Mass Spectrometry in the Chemistry of Natural Products

Abstract

Mass spectrometry (MS) is one of the very first spectral methods dating back to the beginning of this century (1913, J.J. Thomson, parabola spectrograph; 1918, A.J. Dempster, spectrometer, and 1919, F.W. Aston, spectrograph).1 It measures mass, one of the two basic properties of matter, as the mass-to-charge-ratio of ions, (m/z in atomic mass units, scale relative to 12C) while other spectral methods usually measure frequency, either absorbed or emitted. Thus, in a sense, the mass spectrometer is an extension of the balance, the principal tool of a chemical laboratory. Sensitivity of mass spectral measurements approaches single ion detection and the accuracy of mass determination may be in order of ppm.

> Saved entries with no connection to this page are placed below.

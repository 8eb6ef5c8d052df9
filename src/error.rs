//! Transport error taxonomy
//!
//! Every failure of an exchange is classified into one of three kinds. None of
//! them is fatal to the session: the controller stores the display text and
//! carries on.

use std::time::Duration;

use thiserror::Error;

/// Failure of one request/response exchange
#[derive(Debug, Clone, PartialEq, Eq, Error)]
pub enum TransportError {
    /// The URL could not be parsed (this includes an empty URL)
    #[error("invalid URL: {0}")]
    InvalidUrl(String),

    /// Connection, DNS or timeout failure before a response arrived
    #[error(transparent)]
    Network(#[from] NetworkFailure),

    /// Headers arrived but reading the body failed
    #[error("incomplete response: {0}")]
    Incomplete(String),
}

/// Sub-classification of [`TransportError::Network`]
#[derive(Debug, Clone, PartialEq, Eq, Error)]
pub enum NetworkFailure {
    #[error("request timed out after {}s", .0.as_secs())]
    Timeout(Duration),

    #[error("connection failed: {0}")]
    Connect(String),

    #[error("request failed: {0}")]
    Other(String),
}

impl TransportError {
    pub fn timeout(after: Duration) -> Self {
        TransportError::Network(NetworkFailure::Timeout(after))
    }

    pub fn is_timeout(&self) -> bool {
        matches!(self, TransportError::Network(NetworkFailure::Timeout(_)))
    }
}

impl From<reqwest::Error> for TransportError {
    fn from(e: reqwest::Error) -> Self {
        if e.is_connect() {
            NetworkFailure::Connect(e.to_string()).into()
        } else {
            NetworkFailure::Other(e.to_string()).into()
        }
    }
}

#[cfg(test)]
mod tests {
    use super::*;

    #[test]
    fn test_display_text() {
        let err = TransportError::timeout(Duration::from_secs(30));
        assert!(err.is_timeout());
        assert_eq!(err.to_string(), "request timed out after 30s");

        let err = TransportError::InvalidUrl("relative URL without a base".into());
        assert!(!err.is_timeout());
        assert_eq!(err.to_string(), "invalid URL: relative URL without a base");
    }
}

The quest for this precise information characterizes all three major phases of the application and development of mass spectrometry: detection of isotopes, “inorganic phase”, followed by extensive analysis of molecules of relatively low molecular weight, “organic phase”, and the most recent “biological phase” in which ionization and analysis of ions derived from a much wider variety of polar and large organic molecules becomes possible. Immense developments of instrumentation, increasing analytical applications, and an ever increasing range of compounds accessible to measurement do not change the heart of mass spectrometry and the simplicity of the fundamental information provided.